2.2. Lexicon-Based Approaches

Lexicon-based approaches rely on the assumption that the text semantic orientation is strictly related to the polarity of words and phrases that occur in it. This is related to content words, namely adjectives [36,37], adverbs [38], nouns [39] and verbs [40] and to phrases and sentences that contain them.

Although manually built lexicons are evidently more accurate than the automaticallybuilt ones, especially in cross-domain sentiment analysis tasks, the manual annotation is a costly activity in term of human resources and time [41,42]. This is the cause of the proliferation of studies on automatic polarity lexicons creation and propagation, which perform this task through morphological methods [43,44], by exploiting the semantic relations of thesauri [45,46,47,48] and by using co-occurrence algorithms in large corpora [49,50,51]. Automatically created dictionaries seem to be more unstable, but usually larger than the manually built ones.

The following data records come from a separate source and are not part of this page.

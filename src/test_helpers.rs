//! Shared test doubles and fixtures.

use std::sync::atomic::{AtomicUsize, Ordering};
use std::sync::{Arc, Mutex};
use std::time::Duration;

use tokio::sync::oneshot;

use crate::auth::{
    AuthChangeEvent, AuthError, AuthEventBus, AuthService, AuthStateChange, AuthSubscription, Session, SessionSync,
    SubscriptionGuard, User,
};
use crate::nav::{NavCommand, Router};

// =============================================================================
// FIXTURES
// =============================================================================

#[must_use]
pub fn user(id: &str, email: &str) -> User {
    User { id: id.into(), email: email.into(), display_name: None, avatar_url: None }
}

#[must_use]
pub fn session_for(user: User) -> Session {
    Session {
        access_token: format!("access-{}", user.id),
        refresh_token: format!("refresh-{}", user.id),
        expires_at: None,
        user,
    }
}

/// Give spawned tasks on the current-thread runtime a chance to run.
pub async fn settle() {
    tokio::time::sleep(Duration::from_millis(20)).await;
}

// =============================================================================
// MOCK AUTH SERVICE
// =============================================================================

#[derive(Default)]
pub struct MockAuth {
    pub bus: AuthEventBus,
    session: Mutex<Option<Session>>,
    lookup_error: Mutex<Option<AuthError>>,
    lookup_gate: Mutex<Option<oneshot::Receiver<()>>>,
    sign_out_error: Mutex<Option<AuthError>>,
    pub sign_out_calls: AtomicUsize,
    pub subscribes: AtomicUsize,
    pub unsubscribes: Arc<AtomicUsize>,
}

impl MockAuth {
    #[must_use]
    pub fn new() -> Arc<Self> {
        Arc::new(Self::default())
    }

    #[must_use]
    pub fn with_session(session: Session) -> Arc<Self> {
        let mock = Self::default();
        *mock.session.lock().unwrap() = Some(session);
        Arc::new(mock)
    }

    pub fn fail_lookup(&self, message: &str) {
        *self.lookup_error.lock().unwrap() = Some(AuthError::new(message));
    }

    pub fn fail_sign_out(&self, message: &str) {
        *self.sign_out_error.lock().unwrap() = Some(AuthError::new(message));
    }

    pub fn allow_sign_out(&self) {
        *self.sign_out_error.lock().unwrap() = None;
    }

    /// Hold the next `get_session` call until the returned sender fires.
    #[must_use]
    pub fn gate_lookup(&self) -> oneshot::Sender<()> {
        let (tx, rx) = oneshot::channel();
        *self.lookup_gate.lock().unwrap() = Some(rx);
        tx
    }

    pub fn emit(&self, event: AuthChangeEvent, session: Option<Session>) {
        self.bus.emit(&AuthStateChange::new(event, session));
    }

    pub fn unsubscribe_count(&self) -> usize {
        self.unsubscribes.load(Ordering::SeqCst)
    }
}

#[async_trait::async_trait]
impl AuthService for MockAuth {
    async fn get_session(&self) -> Result<Option<Session>, AuthError> {
        let gate = self.lookup_gate.lock().unwrap().take();
        if let Some(gate) = gate {
            let _ = gate.await;
        }
        let failure = self.lookup_error.lock().unwrap().clone();
        if let Some(err) = failure {
            return Err(err);
        }
        Ok(self.session.lock().unwrap().clone())
    }

    fn on_auth_state_change(&self) -> AuthSubscription {
        self.subscribes.fetch_add(1, Ordering::SeqCst);
        let (events, inner) = self.bus.subscribe().split();
        let counter = Arc::clone(&self.unsubscribes);
        AuthSubscription::new(
            events,
            SubscriptionGuard::new(move || {
                counter.fetch_add(1, Ordering::SeqCst);
                inner.unsubscribe();
            }),
        )
    }

    async fn sign_out(&self) -> Result<(), AuthError> {
        self.sign_out_calls.fetch_add(1, Ordering::SeqCst);
        let failure = self.sign_out_error.lock().unwrap().clone();
        if let Some(err) = failure {
            return Err(err);
        }
        *self.session.lock().unwrap() = None;
        Ok(())
    }
}

// =============================================================================
// RECORDING ROUTER
// =============================================================================

#[derive(Default)]
pub struct RecordingRouter {
    commands: Mutex<Vec<NavCommand>>,
}

impl RecordingRouter {
    #[must_use]
    pub fn new() -> Arc<Self> {
        Arc::new(Self::default())
    }

    pub fn commands(&self) -> Vec<NavCommand> {
        self.commands.lock().unwrap().clone()
    }

    pub fn pushes(&self) -> Vec<String> {
        self.commands()
            .into_iter()
            .filter_map(|c| match c {
                NavCommand::Push(path) => Some(path),
                NavCommand::Refresh => None,
            })
            .collect()
    }

    pub fn refresh_count(&self) -> usize {
        self.commands()
            .iter()
            .filter(|c| matches!(c, NavCommand::Refresh))
            .count()
    }
}

impl Router for RecordingRouter {
    fn push(&self, path: &str) {
        self.commands.lock().unwrap().push(NavCommand::Push(path.to_string()));
    }

    fn refresh(&self) {
        self.commands.lock().unwrap().push(NavCommand::Refresh);
    }
}

/// Mount a synchronizer against the doubles with `/login` as the login path.
pub fn mount(auth: &Arc<MockAuth>, router: &Arc<RecordingRouter>) -> SessionSync {
    SessionSync::mount(
        Arc::clone(auth) as Arc<dyn AuthService>,
        Arc::clone(router) as Arc<dyn Router>,
        "/login",
    )
}

// =============================================================================
// FAKE BACKEND
// =============================================================================

/// A request captured by [`FakeBackend`].
#[derive(Debug, Clone)]
pub struct RecordedRequest {
    pub method: String,
    pub path: String,
    pub query: String,
    pub authorization: Option<String>,
    pub apikey: Option<String>,
    pub prefer: Option<String>,
    pub body: String,
}

impl RecordedRequest {
    pub fn json(&self) -> serde_json::Value {
        serde_json::from_str(&self.body).unwrap()
    }
}

#[derive(Default)]
pub struct FakeState {
    requests: Mutex<Vec<RecordedRequest>>,
    responses: Mutex<std::collections::HashMap<(String, String), std::collections::VecDeque<(u16, String)>>>,
}

/// Local HTTP server standing in for the hosted backend.
///
/// Responses are scripted per `(method, path)`; the last scripted response
/// for a route keeps being served once the queue is down to one entry.
/// Unscripted routes answer 404.
pub struct FakeBackend {
    pub url: String,
    state: Arc<FakeState>,
}

impl FakeBackend {
    pub async fn start() -> Self {
        use axum::Router as AxumRouter;

        let state = Arc::new(FakeState::default());
        let app = AxumRouter::new()
            .fallback(fake_handler)
            .with_state(Arc::clone(&state));
        let listener = tokio::net::TcpListener::bind("127.0.0.1:0").await.unwrap();
        let addr = listener.local_addr().unwrap();
        tokio::spawn(async move {
            axum::serve(listener, app).await.unwrap();
        });
        Self { url: format!("http://{addr}"), state }
    }

    pub fn respond(&self, method: &str, path: &str, status: u16, body: serde_json::Value) {
        self.state
            .responses
            .lock()
            .unwrap()
            .entry((method.to_string(), path.to_string()))
            .or_default()
            .push_back((status, body.to_string()));
    }

    pub fn requests(&self) -> Vec<RecordedRequest> {
        self.state.requests.lock().unwrap().clone()
    }

    pub fn requests_to(&self, method: &str, path: &str) -> Vec<RecordedRequest> {
        self.requests()
            .into_iter()
            .filter(|r| r.method == method && r.path == path)
            .collect()
    }

    pub fn last_request(&self) -> RecordedRequest {
        self.requests().last().cloned().unwrap()
    }

    pub fn config(&self) -> crate::config::BackendConfig {
        crate::config::BackendConfig::new(self.url.clone(), "anon-key")
    }

    pub fn client(&self) -> crate::backend::BackendClient {
        crate::backend::BackendClient::new(&self.config()).unwrap()
    }
}

async fn fake_handler(
    axum::extract::State(state): axum::extract::State<Arc<FakeState>>,
    method: axum::http::Method,
    uri: axum::http::Uri,
    headers: axum::http::HeaderMap,
    body: String,
) -> (axum::http::StatusCode, String) {
    let header = |name: &str| headers.get(name).and_then(|v| v.to_str().ok()).map(str::to_string);
    state.requests.lock().unwrap().push(RecordedRequest {
        method: method.to_string(),
        path: uri.path().to_string(),
        query: uri.query().unwrap_or_default().to_string(),
        authorization: header("authorization"),
        apikey: header("apikey"),
        prefer: header("prefer"),
        body,
    });

    let mut responses = state.responses.lock().unwrap();
    let scripted = responses
        .get_mut(&(method.to_string(), uri.path().to_string()))
        .and_then(|queue| if queue.len() > 1 { queue.pop_front() } else { queue.front().cloned() });
    let (status, body) = scripted.unwrap_or((404, r#"{"message":"no scripted response"}"#.to_string()));
    (axum::http::StatusCode::from_u16(status).unwrap(), body)
}

/// Token-endpoint body for a signed-in `user`.
pub fn token_body(id: &str, email: &str, expires_at: i64) -> serde_json::Value {
    serde_json::json!({
        "access_token": format!("access-{id}"),
        "token_type": "bearer",
        "expires_in": 3600,
        "expires_at": expires_at,
        "refresh_token": format!("refresh-{id}"),
        "user": {
            "id": id,
            "email": email,
            "user_metadata": { "display_name": "Alice", "avatar_url": "https://cdn.example.co/a.png" }
        }
    })
}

Size, anyway, does not always mean quality. It is common for these large dictionaries to have scarcely detailed information. Furthermore, a large amount of entries could denote fewer details in description, or, instead, could mean more noise.

Among the most relevant polarity lexicons for the English language SentiWordNet [46] and the SO-CAL dictionary [41] have to be mentioned. SentiWordNet is based on WordNet 2.0 [52] and has been built by automatically associating each WordNet synset to three scores: Obj for objective terms, Pos and Neg for positive and negative terms. Each score ranges from 0.0 to 1.0. The values are determined on the base of the proportion of eight ternary classifiers (with similar accuracy levels but different classification behaviors), that quantitatively analyze the glosses associated with every synset and assign them the proper label. SentiWordNet 3.0 [53] improves SentiWordNet 1.0. The main differences between them are the version of WordNet they annotate (3.0 for SentiWordNet 3.0), and the algorithm used to annotate WordNet, that in the 3.0. version, along with the semi-supervised learning step, also includes a random-walk step that perfects the scores. The SO-CAL dictionary [41], due to the low stability of the automatically generated lexical databases, has been manually developed by hand tagging, with an evaluation scale that ranged from +5 to −5, the semantically oriented words that have been found into a variety of sources, namely, the multi-domain collection of 400 reviews belonging to different categories [37]; 100 movie reviews from the Polarity Dataset [10,54]; the whole General Inquirer dictionary [55]. The result was a dictionary of 2252 adjectives, 1142 nouns, 903 verbs and 745 adverbs. The adverb list has been automatically generated by matching adverbs ending in -ly to their potentially corresponding adjective. Moreover, also a set of multi-word expressions (152 phrasal verbs, e.g., to fall apart, and 35 intensifier expressions, e.g., a little bit) have been taken into account. In case of overlapping between a simple word (e.g., fun, +2) and a multi-word expression (e.g., to make fun of, −1) with different polarity, the latter possesses the higher priority in the annotation process.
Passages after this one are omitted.